Other interesting games for learning CSS,

https://cssgridgarden.com/ (basically Froggy for Grid)

https://cssbattle.dev/ (a platform for doing various challenges, huge community)

https://flukeout.github.io/ (learn about CSS selectors)

https://css-animations.io/ (practice CSS animations)


Not sure if it's still a fully free thing but I also remember having a go at https://flexboxzombies.com/ in the past.


Created an account and attempted to start in Firefox: got some kind of endless loading animation.

Opened an Edge window, attempted to sign in: had a long wait followed by an error message about a network failure.


It's still free!


I found flexbox froggy lacking of some extra details and was able to fill the gap here,

https://css-tricks.com/understanding-flex-grow-flex-shrink-a... (describes flex-grow, flex-shrink, flex-basis)


Doesn’t matter how many years I work with CSS, I will always confuse flex things like align-content and align-items, like inserting a USB cable wrongly, every single time. Oh and align vs justify.

CSS grid is incredible too. I can’t believe how spoiled we are now with amazing layout options.


I've been writing HTML since the mid-90s and have been a professional web developer for a decade. I frequently reference the flexbox[0] and grid guides[1] from CSS Tricks. I have both of the summary sheets printed out and sitting on my desk. They are invaluable resources.

[0] https://css-tricks.com/snippets/css/a-guide-to-flexbox/

[1] https://css-tricks.com/snippets/css/complete-guide-grid/


I printed out a nice 1-page guide to flexbox a few weeks ago and keep it on my desk, and it's a great reference.


Indeed.
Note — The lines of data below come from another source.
use std::time::Duration;

use http::{Request, Response};
use hyper::{body::HttpBody, Error};
use metrics::{counter, histogram};

use super::InternalEvent;

#[derive(Debug)]
pub struct AboutToSendHttpRequest<'a, T> {
    pub request: &'a Request<T>,
}

impl<'a, T: HttpBody> InternalEvent for AboutToSendHttpRequest<'a, T> {
    fn emit_logs(&self) {
        debug!(
            message = "Sending HTTP request.",
            uri = %self.request.uri(),
            method = %self.request.method(),
            version = ?self.request.version(),
            body = %FormatBody(self.request.body()),
        );
    }

    fn emit_metrics(&self) {
        counter!("http_client_requests_sent_total", "method" => self.request.method().to_string())
            .increment(1);
    }
}

#[derive(Debug)]
pub struct GotHttpResponse<'a, T> {
    pub response: &'a Response<T>,
    pub roundtrip: Duration,
}

impl<'a, T: HttpBody> InternalEvent for GotHttpResponse<'a, T> {
    fn emit_logs(&self) {
        debug!(
            message = "HTTP response.",
            status = %self.response.status(),
            version = ?self.response.version(),
            body = %FormatBody(self.response.body()),
        );
    }

    fn emit_metrics(&self) {
        counter!("http_client_responses_total", "status" => self.response.status().to_string())
            .increment(1);
        histogram!("http_client_rtt_seconds").record(self.roundtrip);
    }
}

#[derive(Debug)]
pub struct GotHttpError<'a> {
    pub error: &'a Error,
    pub roundtrip: Duration,
}

impl<'a> InternalEvent for GotHttpError<'a> {
    fn emit_logs(&self) {
        debug!(
            message = "HTTP error.",
            error = %self.error,
        );
    }

    fn emit_metrics(&self) {
        counter!("http_client_errors_total", "error_kind" => self.error.to_string()).increment(1);
        histogram!("http_client_rtt_seconds").record(self.roundtrip);
    }
}

/// Newtype placeholder to provide a formatter for the request and response body.
struct FormatBody<'a, B>(&'a B);

impl<'a, B: HttpBody> std::fmt::Display for FormatBody<'a, B> {
    fn fmt(&self, fmt: &mut std::fmt::Formatter<'_>) -> Result<(), std::fmt::Error> {
        let size = self.0.size_hint();
        match (size.lower(), size.upper()) {
            (0, None) => write!(fmt, "[unknown]"),
            (lower, None) => write!(fmt, "[>={} bytes]", lower),

            (0, Some(0)) => write!(fmt, "[empty]"),
            (0, Some(upper)) => write!(fmt, "[<={} bytes]", upper),

            (lower, Some(upper)) if lower == upper => write!(fmt, "[{} bytes]", lower),
            (lower, Some(upper)) => write!(fmt, "[{}..={} bytes]", lower, upper),
        }
    }
}
use std::{fmt, time::Duration};

use futures::future::BoxFuture;
use headers::{Authorization, HeaderMapExt};
use http::{
    header::{HeaderValue, InvalidHeaderValue},
    HeaderMap, Request,
};
use hyper::{
    body::{Body, HttpBody},
    client::{Client, HttpConnector},
};
use serde::{Deserialize, Serialize};
use snafu::{ResultExt, Snafu};
use tracing::{Instrument, Span};

use crate::internal_events::http_client;

#[derive(Debug, Snafu)]
pub enum HttpError {
    #[snafu(display("Invalid User-Agent header: {}", source))]
    InvalidUserAgent { source: InvalidHeaderValue },
    #[snafu(display("Failed to make HTTP request: {}", source))]
    CallRequest { source: hyper::Error },
    #[snafu(display("HTTP request timed out after {:?}", timeout))]
    RequestTimedOut { timeout: Duration },
}

pub struct HttpClient<B = Body> {
    client: Client<HttpConnector, B>,
    span: Span,
    user_agent: HeaderValue,
    timeout: Option<Duration>,
}

impl<B> HttpClient<B>
where
    B: fmt::Debug + HttpBody + Send + 'static,
    B::Data: Send,
    B::Error: Into<crate::Error>,
{
    pub fn new(timeout: Option<Duration>) -> Result<HttpClient<B>, HttpError> {
        let mut http = HttpConnector::new();
        http.enforce_http(true);

        let client = Client::builder().build(http);

        let version = crate::get_version();
        let user_agent = HeaderValue::from_str(&format!("influxdb-output/{}", version))
            .context(InvalidUserAgentSnafu)?;

        let span = tracing::info_span!("http");

        Ok(HttpClient {
            client,
            span,
            user_agent,
            timeout,
        })
    }

    pub fn send(
        &self,
        mut request: Request<B>,
    ) -> BoxFuture<'static, Result<http::Response<Body>, HttpError>> {
        let _enter = self.span.enter();

        default_request_headers(&mut request, &self.user_agent);

        emit!(http_client::AboutToSendHttpRequest { request: &request });

        let response = self.client.request(request);
        let timeout = self.timeout;

        let fut = async move {
            // Request doesn't start the processing until we start polling it.
            let before = std::time::Instant::now();

            let response_result = match timeout {
                Some(timeout) => tokio::time::timeout(timeout, response)
                    .await
                    .map_err(|_| HttpError::RequestTimedOut { timeout })?,
                None => response.await,
            };

            let roundtrip = before.elapsed();

            let response = response_result
                .map_err(|error| {
                    emit!(http_client::GotHttpError {
                        error: &error,
                        roundtrip
                    });
                    error
                })
                .context(CallRequestSnafu)?;

            emit!(http_client::GotHttpResponse {
                response: &response,
                roundtrip
            });
            Ok::<_, HttpError>(response)
        }
        .instrument(self.span.clone());

        Box::pin(fut)
    }
}

fn default_request_headers<B>(request: &mut Request<B>, user_agent: &HeaderValue) {
    if !request.headers().contains_key("User-Agent") {
        request
            .headers_mut()
            .insert("User-Agent", user_agent.clone());
    }

    if !request.headers().contains_key("Accept-Encoding") {
        // Responses are small JSON error documents at most.
        request
            .headers_mut()
            .insert("Accept-Encoding", HeaderValue::from_static("identity"));
    }
}

impl<B> Clone for HttpClient<B> {
    fn clone(&self) -> Self {
        Self {
            client: self.client.clone(),
            span: self.span.clone(),
            user_agent: self.user_agent.clone(),
            timeout: self.timeout,
        }
    }
}

impl<B> fmt::Debug for HttpClient<B> {
    fn fmt(&self, f: &mut fmt::Formatter<'_>) -> fmt::Result {
        f.debug_struct("HttpClient")
            .field("user_agent", &self.user_agent)
            .field("timeout", &self.timeout)
            .finish()
    }
}

/// Credentials attached to every request.
#[derive(Deserialize, Serialize, Clone, PartialEq, Eq)]
#[serde(deny_unknown_fields, rename_all = "snake_case", tag = "strategy")]
pub enum Auth {
    Basic { user: String, password: String },
}

impl fmt::Debug for Auth {
    fn fmt(&self, f: &mut fmt::Formatter<'_>) -> fmt::Result {
        match self {
            Auth::Basic { user, .. } => f
                .debug_struct("Basic")
                .field("user", user)
                .field("password", &"**REDACTED**")
                .finish(),
        }
    }
}

impl Auth {
    pub fn apply<B>(&self, req: &mut Request<B>) {
        self.apply_headers_map(req.headers_mut())
    }

    pub fn apply_headers_map(&self, map: &mut HeaderMap) {
        match &self {
            Auth::Basic { user, password } => {
                let auth = Authorization::basic(user, password);
                map.typed_insert(auth);
            }
        }
    }
}
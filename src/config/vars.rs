use std::{collections::HashMap, sync::LazyLock};

use regex::{Captures, Regex};

// `$$` escapes a dollar sign. Names are word characters and `.`.
static VARIABLE: LazyLock<Regex> = LazyLock::new(|| {
    Regex::new(
        r"(?x)
        \$\$|
        \$([[:word:].]+)|
        \$\{([[:word:].]+)(?:(:?-|:?\?)([^}]*))?\}",
    )
    .expect("invalid variable pattern")
});

/// Replaces environment variable references in `input`.
///
/// Supports `$VAR`, `${VAR}`, `${VAR:-default}`, `${VAR-default}`,
/// `${VAR:?error}` and `${VAR?error}` with shell semantics. Unknown variables
/// become empty strings and are reported as warnings; failed `?` checks are
/// errors. Returns the interpolated text and the warnings.
pub fn interpolate(
    input: &str,
    vars: &HashMap<String, String>,
) -> Result<(String, Vec<String>), Vec<String>> {
    let mut errors = Vec::new();
    let mut warnings = Vec::new();

    let output = VARIABLE.replace_all(input, |caps: &Captures<'_>| {
        let Some(name) = caps.get(1).or_else(|| caps.get(2)).map(|m| m.as_str()) else {
            return "$".to_owned();
        };
        let value = vars.get(name).map(String::as_str);
        let operator = caps.get(3).map_or("", |m| m.as_str());
        let argument = caps.get(4).map_or("", |m| m.as_str());

        let resolved = match (operator, value) {
            (":-", Some(v)) if !v.is_empty() => v,
            (":-", _) => argument,
            ("-", v) => v.unwrap_or(argument),
            (":?", Some(v)) if !v.is_empty() => v,
            ("?", Some(v)) => v,
            (":?" | "?", _) => {
                errors.push(format!(
                    "Required environment variable {:?} is missing or empty: {}",
                    name, argument
                ));
                ""
            }
            (_, Some(v)) => v,
            (_, None) => {
                warnings.push(format!("Unknown environment variable {:?} in config.", name));
                ""
            }
        };
        resolved.to_owned()
    });

    if errors.is_empty() {
        Ok((output.into_owned(), warnings))
    } else {
        Err(errors)
    }
}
The rule for anyone wondering is:

- "justify-" is for the primary axis.

- "align-" for the secondary one

- "-content" is for grid tracks / rows in flex-wrap containers.
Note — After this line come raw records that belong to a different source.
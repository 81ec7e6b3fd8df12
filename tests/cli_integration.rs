//! CLI integration tests for cxxenv.
//!
//! Commands that need a compiler run against a fake `c++` placed first in
//! `PATH`, so the tests don't depend on the host toolchain.

use std::fs;
use std::path::Path;
use std::process::Command;

use assert_cmd::prelude::*;
use predicates::prelude::*;
use tempfile::TempDir;

const FAKE_CXX: &str = r#"#!/bin/sh
case "$1" in
    -print-search-dirs)
        echo "install: /usr/lib/gcc/x86_64-linux-gnu/12/"
        echo "libraries: =/usr/lib/gcc/x86_64-linux-gnu/12/:/lib/../lib64/:/usr/lib/"
        ;;
    --version)
        echo "c++ (GCC) 12.2.0"
        ;;
esac
"#;

/// A project tree with a fake compiler and an isolated home directory.
struct Project {
    tmp: TempDir,
}

impl Project {
    fn new() -> Self {
        let tmp = TempDir::new().unwrap();
        let files = [
            ("src/Init.cxx", "// init\n"),
            ("src/net/Socket.cxx", "// socket\n"),
            ("src/net/IPAddress.cxx", "// ip\n"),
            ("src/fs/_linux_only.cxx", "// conditional\n"),
            ("include/Init.hxx", "#pragma once\n"),
            ("include/net/Socket.hxx", "#pragma once\n"),
            ("include/notes.txt", "notes\n"),
            ("data/libcosmos.pc.in", "Name: libcosmos\nVersion: @VERSION@\n"),
            (".cxxenv/config.toml", "[project]\nname = \"cosmos\"\n"),
        ];
        for (rel, content) in files {
            let path = tmp.path().join(rel);
            fs::create_dir_all(path.parent().unwrap()).unwrap();
            fs::write(path, content).unwrap();
        }

        let bin = tmp.path().join("fakebin");
        fs::create_dir_all(&bin).unwrap();
        write_executable(&bin.join("c++"), FAKE_CXX);

        Project { tmp }
    }

    fn root(&self) -> &Path {
        self.tmp.path()
    }

    fn cxxenv(&self) -> Command {
        let path = format!(
            "{}:{}",
            self.root().join("fakebin").display(),
            std::env::var("PATH").unwrap_or_default()
        );

        let mut cmd = Command::cargo_bin("cxxenv").unwrap();
        cmd.current_dir(self.root())
            .env("PATH", path)
            .env("HOME", self.root().join("home"))
            .env("XDG_CONFIG_HOME", self.root().join("home/.config"))
            .env_remove("CXXENV_CROSS_PREFIX")
            .env_remove("CXXFLAGS")
            .env_remove("CFLAGS")
            .env_remove("LDFLAGS")
            .env_remove("PKG_CONFIG")
            .arg("--no-color");
        cmd
    }
}

#[cfg(unix)]
fn write_executable(path: &Path, contents: &str) {
    use std::os::unix::fs::PermissionsExt;

    fs::write(path, contents).unwrap();
    fs::set_permissions(path, fs::Permissions::from_mode(0o755)).unwrap();
}

#[cfg(not(unix))]
fn write_executable(path: &Path, contents: &str) {
    fs::write(path, contents).unwrap();
}

// ============================================================================
// cxxenv sources
// ============================================================================

#[test]
fn test_sources_sorted_and_filtered() {
    let project = Project::new();

    project
        .cxxenv()
        .args(["sources", ".cxx", "--dir", "src"])
        .assert()
        .success()
        .stdout("Init.cxx\nnet/IPAddress.cxx\nnet/Socket.cxx\n");
}

#[test]
fn test_sources_no_recurse() {
    let project = Project::new();

    project
        .cxxenv()
        .args(["sources", ".cxx", "--dir", "src", "--no-recurse"])
        .assert()
        .success()
        .stdout("Init.cxx\n");
}

#[test]
fn test_sources_nothing_found() {
    let project = Project::new();

    project
        .cxxenv()
        .args(["sources", ".rs"])
        .assert()
        .code(1)
        .stderr(predicate::str::contains("no sources matching"));
}

// ============================================================================
// cxxenv configure / flags
// ============================================================================

#[cfg(unix)]
#[test]
fn test_configure_summary() {
    let project = Project::new();

    project
        .cxxenv()
        .args(["configure", "libtype=static"])
        .assert()
        .success()
        .stdout(predicate::str::contains("libtype:    static"))
        .stdout(predicate::str::contains("(lib64)"));
}

#[cfg(unix)]
#[test]
fn test_configure_json() {
    let project = Project::new();

    let output = project
        .cxxenv()
        .args(["configure", "--json", "sanitizer=1"])
        .output()
        .unwrap();
    assert!(output.status.success());

    let json: serde_json::Value = serde_json::from_slice(&output.stdout).unwrap();
    assert_eq!(json["libtype"], "shared");
    assert_eq!(json["libdir"], "lib64");
    assert_eq!(json["sanitize"], true);
}

#[test]
fn test_invalid_libtype_is_usage_error() {
    let project = Project::new();

    project
        .cxxenv()
        .args(["configure", "libtype=dynamic"])
        .assert()
        .code(2)
        .stderr(predicate::str::contains("invalid libtype `dynamic`"))
        .stderr(predicate::str::contains("help:"));
}

#[test]
fn test_malformed_argument_is_usage_error() {
    let project = Project::new();

    project
        .cxxenv()
        .args(["flags", "debug"])
        .assert()
        .code(2)
        .stderr(predicate::str::contains("malformed argument `debug`"));
}

#[test]
fn test_invalid_bool_is_usage_error() {
    let project = Project::new();

    project
        .cxxenv()
        .args(["configure", "release=perhaps"])
        .assert()
        .code(2)
        .stderr(predicate::str::contains("perhaps"));
}

#[cfg(unix)]
#[test]
fn test_flags_compile_only() {
    let project = Project::new();

    project
        .cxxenv()
        .args(["flags", "--compile", "debug=1"])
        .assert()
        .success()
        .stdout(predicate::str::contains("-std=c++17"))
        .stdout(predicate::str::contains("-O0"))
        .stdout(predicate::str::contains("--as-needed").not());
}

#[cfg(unix)]
#[test]
fn test_flags_link_with_rpath() {
    let project = Project::new();

    project
        .cxxenv()
        .args(["flags", "--link", "use-rpath=1", "instroot=/opt/cosmos"])
        .assert()
        .success()
        .stdout(predicate::str::contains("-Wl,-rpath,/opt/cosmos/lib64"))
        .stdout(predicate::str::contains("-std=c++17").not());
}

// ============================================================================
// cxxenv version
// ============================================================================

#[test]
fn test_version_from_tag_file() {
    let project = Project::new();
    fs::write(project.root().join("version.tag"), "v0.2.5\n").unwrap();

    project
        .cxxenv()
        .args(["version", "--lib", "cosmos"])
        .assert()
        .success()
        .stdout(predicate::str::contains("version:  0.2.5"))
        .stdout(predicate::str::contains("libcosmos.so.0.2.5"))
        .stdout(predicate::str::contains("soname:   libcosmos.so.2"));
}

#[test]
fn test_version_soname_override() {
    let project = Project::new();
    fs::write(project.root().join("version.tag"), "v0.2.5\n").unwrap();

    project
        .cxxenv()
        .args(["version", "--lib", "cosmos", "cosmos-soname=9"])
        .assert()
        .success()
        .stdout(predicate::str::contains("-Wl,-soname,libcosmos.so.9"));
}

#[test]
fn test_version_write_tag_file() {
    let project = Project::new();
    fs::write(project.root().join("custom.tag"), "v1.4.0").unwrap();

    project
        .cxxenv()
        .args(["version", "--tag-file", "custom.tag"])
        .args(["--write-tag-file", "out/version.tag"])
        .assert()
        .success();

    let written = fs::read_to_string(project.root().join("out/version.tag")).unwrap();
    assert_eq!(written, "v1.4.0");
}

#[test]
fn test_version_without_information() {
    let project = Project::new();

    project
        .cxxenv()
        .arg("version")
        .assert()
        .code(1)
        .stderr(predicate::str::contains("no version information"));
}

// ============================================================================
// cxxenv install
// ============================================================================

#[cfg(unix)]
#[test]
fn test_install_dry_run() {
    let project = Project::new();
    fs::write(project.root().join("version.tag"), "v0.2.5").unwrap();
    let stage = project.root().join("stage");

    project
        .cxxenv()
        .args(["install", "--include", "include", "--dry-run"])
        .args(["--pc-template", "data/libcosmos.pc.in"])
        .arg(format!("instroot={}", stage.display()))
        .assert()
        .success()
        .stdout(predicate::str::contains("include/cosmos-0.2.5/net/Socket.hxx"))
        .stdout(predicate::str::contains("lib64/pkgconfig/libcosmos.pc"))
        .stdout(predicate::str::contains("notes.txt").not());

    assert!(!stage.exists());
}

#[cfg(unix)]
#[test]
fn test_install_copies_files() {
    let project = Project::new();
    fs::write(project.root().join("version.tag"), "v0.2.5").unwrap();
    let stage = project.root().join("stage");

    project
        .cxxenv()
        .args(["install", "--include", "include", "--pc-template", "data/libcosmos.pc.in"])
        .arg(format!("instroot={}", stage.display()))
        .assert()
        .success();

    assert!(stage.join("include/cosmos-0.2.5/Init.hxx").is_file());
    assert!(stage.join("include/cosmos-0.2.5/net/Socket.hxx").is_file());
    let pc = fs::read_to_string(stage.join("lib64/pkgconfig/libcosmos.pc")).unwrap();
    assert!(pc.contains("Version: 0.2.5"));
}

#[cfg(unix)]
#[test]
fn test_install_resolves_paths_against_project() {
    let project = Project::new();
    fs::write(project.root().join("version.tag"), "v0.2.5").unwrap();
    fs::create_dir_all(project.root().join("build/cosmos")).unwrap();
    fs::write(project.root().join("build/cosmos/config.hxx"), "#pragma once\n").unwrap();
    let stage = project.root().join("stage");

    project
        .cxxenv()
        .args(["install", "--include", "include"])
        .args(["--generated", "build/cosmos/config.hxx"])
        .args(["--pc-template", "data/libcosmos.pc.in"])
        .arg(format!("instroot={}", stage.display()))
        .assert()
        .success();

    assert!(stage.join("include/cosmos-0.2.5/config.hxx").is_file());
    assert!(stage.join("lib64/pkgconfig/libcosmos.pc").is_file());
}

#[cfg(unix)]
#[test]
fn test_install_empty_include_dir() {
    let project = Project::new();
    fs::write(project.root().join("version.tag"), "v0.2.5").unwrap();
    fs::create_dir_all(project.root().join("empty")).unwrap();

    project
        .cxxenv()
        .args(["install", "--include", "empty", "--dry-run"])
        .assert()
        .success()
        .stdout(predicate::str::contains("nothing to install"));
}

// ============================================================================
// cxxenv completions
// ============================================================================

#[test]
fn test_completions_bash() {
    let project = Project::new();

    project
        .cxxenv()
        .args(["completions", "bash"])
        .assert()
        .success()
        .stdout(predicate::str::contains("cxxenv"));
}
- "-items is for individual children (within the row / grid cell)

I would also definitely prefer clearer names.


It's so tempting to want to label them horizontal and vertical etc, but I have to work with Arabic which is all reversed, and then I'm setting up a test localization in Traditional Mongolian, and you realize why these things are named the way they are:

http://khumuunbichig.montsame.mn/index.php?home


CSS actually already accounts for that with it's "inline" and "block" axes. Where inline is the axis along which text flows first (horizontal by default for latin text - although this can be overiden with the writing-mode property), and block is the other axis. Flexbox's main axis controlled by flex-direction is an extra abstraction on top of that.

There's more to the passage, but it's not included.